South Asia is witnessing scorching heat waves, with temperatures in Bangladesh, Pakistan, and India regularly surpassing 110 degrees Fahrenheit. The heat is killing an unprecedented number of workers who have no choice but to work under the blazing sun. 

People cool off with a glass of cold water by the roadside amid a severe heat wave in Kolkata, India, on June 8, 2026.

Scorching temperatures are blazing all across India and the rest of South Asia — and workers without adequate heat protections from their governments are dying because of it. (Rupak De Chowdhuri / NurPhoto)


Haryana, India — On April 26, under a blazing sky in Haryana’s grain market, Rajendra Paswan, fifty, a migrant laborer from Bihar, collapsed while lifting sacks of grain. Hundreds of laborers watched as the father from Bihar died far from home. Paswan’s death is India’s first case of a workers’ death in a heat wave in 2026.

“There was no shaded shelter to rest beneath, no emergency medical team nearby, and not even clean drinking water for laborers working through temperatures crossing 45 degrees Celsius,” says Choppan Kumar, a forty-two-year-old worker who has joined protests against heat deaths in India.

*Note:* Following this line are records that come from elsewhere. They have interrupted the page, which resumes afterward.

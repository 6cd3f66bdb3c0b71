//! Packet type registry
//!
//! Maps concrete payload types to wire tags, scoped per packet family. The
//! first type registered under a family receives tag 100, the next 101, and
//! so on. Tags never change for the lifetime of the registry.
//!
//! Both ends of a connection must register the same types in the same order
//! before any traffic of those types is exchanged. The registry is an owned
//! object shared through `Arc`, not process-wide state.

use crate::error::{NetError, Result};
use crate::packet::{PacketFamily, Payload};
use log::debug;
use serde::de::DeserializeOwned;
use std::any::TypeId;
use std::collections::HashMap;
use std::sync::{PoisonError, RwLock};

/// Tag assigned to the first type of every family
pub const FIRST_TAG: u32 = 100;

type DecodeFn = fn(&[u8]) -> Result<Box<dyn Payload>>;

fn decode_as<T: Payload + DeserializeOwned>(bytes: &[u8]) -> Result<Box<dyn Payload>> {
    let value: T = bincode::deserialize(bytes)?;
    Ok(Box::new(value))
}

/// Wire identity of a registered payload type
#[derive(Debug, Clone, Copy, PartialEq, Eq)]
pub struct WireTag {
    pub family: &'static str,
    pub tag: u32,
}

struct Registration {
    type_name: &'static str,
    decode: DecodeFn,
}

struct FamilyTable {
    family_type: TypeId,
    next_tag: u32,
    by_tag: HashMap<u32, Registration>,
}

#[derive(Default)]
struct Tables {
    families: HashMap<&'static str, FamilyTable>,
    by_type: HashMap<TypeId, WireTag>,
}

#[derive(Default)]
pub struct PacketRegistry {
    tables: RwLock<Tables>,
}

impl PacketRegistry {
    pub fn new() -> Self {
        Self::default()
    }

    /// Registers `T` under family `F` and returns its tag.
    ///
    /// Registering the same pair again returns the existing tag without
    /// consuming a new one. Registering `T` under a second family fails.
    pub fn register<F, T>(&self) -> Result<u32>
    where
        F: PacketFamily,
        T: Payload + DeserializeOwned,
    {
        let mut tables = self.tables.write().unwrap_or_else(PoisonError::into_inner);
        let type_name = std::any::type_name::<T>();

        if let Some(existing) = tables.by_type.get(&TypeId::of::<T>()) {
            if existing.family == F::NAME {
                return Ok(existing.tag);
            }
            return Err(NetError::RegistrationConflict {
                type_name,
                family: existing.family,
            });
        }

        let table = tables
            .families
            .entry(F::NAME)
            .or_insert_with(|| FamilyTable {
                family_type: TypeId::of::<F>(),
                next_tag: FIRST_TAG,
                by_tag: HashMap::new(),
            });

        if table.family_type != TypeId::of::<F>() {
            return Err(NetError::FamilyConflict(F::NAME));
        }

        let tag = table.next_tag;
        table.next_tag += 1;
        table.by_tag.insert(
            tag,
            Registration {
                type_name,
                decode: decode_as::<T>,
            },
        );
        tables.by_type.insert(
            TypeId::of::<T>(),
            WireTag {
                family: F::NAME,
                tag,
            },
        );

        debug!("Registered {} as {}:{}", type_name, F::NAME, tag);
        Ok(tag)
    }

    /// Looks up the wire identity of a payload value
    pub fn tag_of(&self, payload: &dyn Payload) -> Result<WireTag> {
        let tables = self.tables.read().unwrap_or_else(PoisonError::into_inner);
        tables
            .by_type
            .get(&payload.as_any().type_id())
            .copied()
            .ok_or(NetError::UnregisteredType(payload.type_name()))
    }

    pub fn tag_for<T: Payload>(&self) -> Option<WireTag> {
        let tables = self.tables.read().unwrap_or_else(PoisonError::into_inner);
        tables.by_type.get(&TypeId::of::<T>()).copied()
    }

    /// Decodes a payload body using the type registered at `family:tag`
    pub fn decode(&self, family: &str, tag: u32, body: &[u8]) -> Result<Box<dyn Payload>> {
        let decode = {
            let tables = self.tables.read().unwrap_or_else(PoisonError::into_inner);
            tables
                .families
                .get(family)
                .and_then(|table| table.by_tag.get(&tag))
                .map(|registration| registration.decode)
                .ok_or_else(|| NetError::UnknownTag {
                    family: family.to_string(),
                    tag,
                })?
        };

        decode(body)
    }

    /// Name of the type registered at `family:tag`, for diagnostics
    pub fn type_name(&self, family: &str, tag: u32) -> Option<&'static str> {
        let tables = self.tables.read().unwrap_or_else(PoisonError::into_inner);
        tables
            .families
            .get(family)
            .and_then(|table| table.by_tag.get(&tag))
            .map(|registration| registration.type_name)
    }

    /// Number of registered payload types across all families
    pub fn len(&self) -> usize {
        self.tables
            .read()
            .unwrap_or_else(PoisonError::into_inner)
            .by_type
            .len()
    }

    pub fn is_empty(&self) -> bool {
        self.len() == 0
    }
}

#[cfg(test)]
mod tests {
    use super::*;
    use serde::{Deserialize, Serialize};
    use std::sync::Arc;
    use std::thread;

    struct Movement;
    impl PacketFamily for Movement {
        const NAME: &'static str = "movement";
    }

    struct Combat;
    impl PacketFamily for Combat {
        const NAME: &'static str = "combat";
    }

    struct FakeMovement;
    impl PacketFamily for FakeMovement {
        const NAME: &'static str = "movement";
    }

    #[derive(Debug, Clone, PartialEq, Serialize, Deserialize)]
    struct Walk {
        speed: f32,
    }

    #[derive(Debug, Clone, PartialEq, Serialize, Deserialize)]
    struct Run {
        speed: f32,
    }

    #[derive(Debug, Clone, PartialEq, Serialize, Deserialize)]
    struct Jump;

    #[derive(Debug, Clone, PartialEq, Serialize, Deserialize)]
    struct Attack {
        target: u32,
    }

    #[test]
    fn test_tags_start_at_100_and_increment() {
        let registry = PacketRegistry::new();

        assert_eq!(registry.register::<Movement, Walk>().unwrap(), 100);
        assert_eq!(registry.register::<Movement, Run>().unwrap(), 101);
        assert_eq!(registry.register::<Movement, Jump>().unwrap(), 102);
    }

    #[test]
    fn test_families_have_independent_counters() {
        let registry = PacketRegistry::new();

        registry.register::<Movement, Walk>().unwrap();
        registry.register::<Movement, Run>().unwrap();
        let attack = registry.register::<Combat, Attack>().unwrap();

        assert_eq!(attack, 100);
        assert_eq!(
            registry.tag_for::<Attack>(),
            Some(WireTag {
                family: "combat",
                tag: 100
            })
        );
    }

    #[test]
    fn test_reregistration_is_idempotent() {
        let registry = PacketRegistry::new();

        assert_eq!(registry.register::<Movement, Walk>().unwrap(), 100);
        assert_eq!(registry.register::<Movement, Walk>().unwrap(), 100);
        assert_eq!(registry.register::<Movement, Run>().unwrap(), 101);
        assert_eq!(registry.len(), 2);
    }

    #[test]
    fn test_type_in_two_families_rejected() {
        let registry = PacketRegistry::new();
        registry.register::<Movement, Walk>().unwrap();

        let result = registry.register::<Combat, Walk>();
        assert!(matches!(
            result,
            Err(NetError::RegistrationConflict { family: "movement", .. })
        ));
    }

    #[test]
    fn test_family_name_clash_rejected() {
        let registry = PacketRegistry::new();
        registry.register::<Movement, Walk>().unwrap();

        let result = registry.register::<FakeMovement, Run>();
        assert!(matches!(result, Err(NetError::FamilyConflict("movement"))));
    }

    #[test]
    fn test_decode_registered_payload() {
        let registry = PacketRegistry::new();
        registry.register::<Movement, Walk>().unwrap();

        let body = bincode::serialize(&Walk { speed: 3.5 }).unwrap();
        let payload = registry.decode("movement", 100, &body).unwrap();

        assert_eq!(
            payload.as_any().downcast_ref::<Walk>(),
            Some(&Walk { speed: 3.5 })
        );
        assert!(registry.type_name("movement", 100).unwrap().ends_with("Walk"));
    }

    #[test]
    fn test_unknown_tag_and_type() {
        let registry = PacketRegistry::new();

        assert!(matches!(
            registry.decode("movement", 100, &[]),
            Err(NetError::UnknownTag { tag: 100, .. })
        ));
        assert!(matches!(
            registry.tag_of(&Walk { speed: 1.0 }),
            Err(NetError::UnregisteredType(_))
        ));
    }

    #[test]
    fn test_concurrent_registration_assigns_unique_tags() {
        let registry = Arc::new(PacketRegistry::new());

        let handles: Vec<_> = (0..8)
            .map(|i| {
                let registry = Arc::clone(&registry);
                thread::spawn(move || {
                    if i % 2 == 0 {
                        registry.register::<Movement, Walk>().unwrap()
                    } else {
                        registry.register::<Movement, Run>().unwrap()
                    }
                })
            })
            .collect();

        let mut tags: Vec<u32> = handles.into_iter().map(|h| h.join().unwrap()).collect();
        tags.sort_unstable();
        tags.dedup();

        assert_eq!(tags, vec![100, 101]);
        assert_eq!(registry.len(), 2);
    }
}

Like millions of India’s informal workers, Paswan kept working because missing a day’s wage meant his family would go hungry. India’s Haryana state is now witnessing a severe early season heat wave. Across South Asia, governments have issued emergency alerts, closed schools, and issued public advisories in response to the rising temperatures. In Bangladesh, the temperatures reached 37 degrees Celsius (98.6 Fahrenheit), schools demanded the government cancel classes or close them before noon.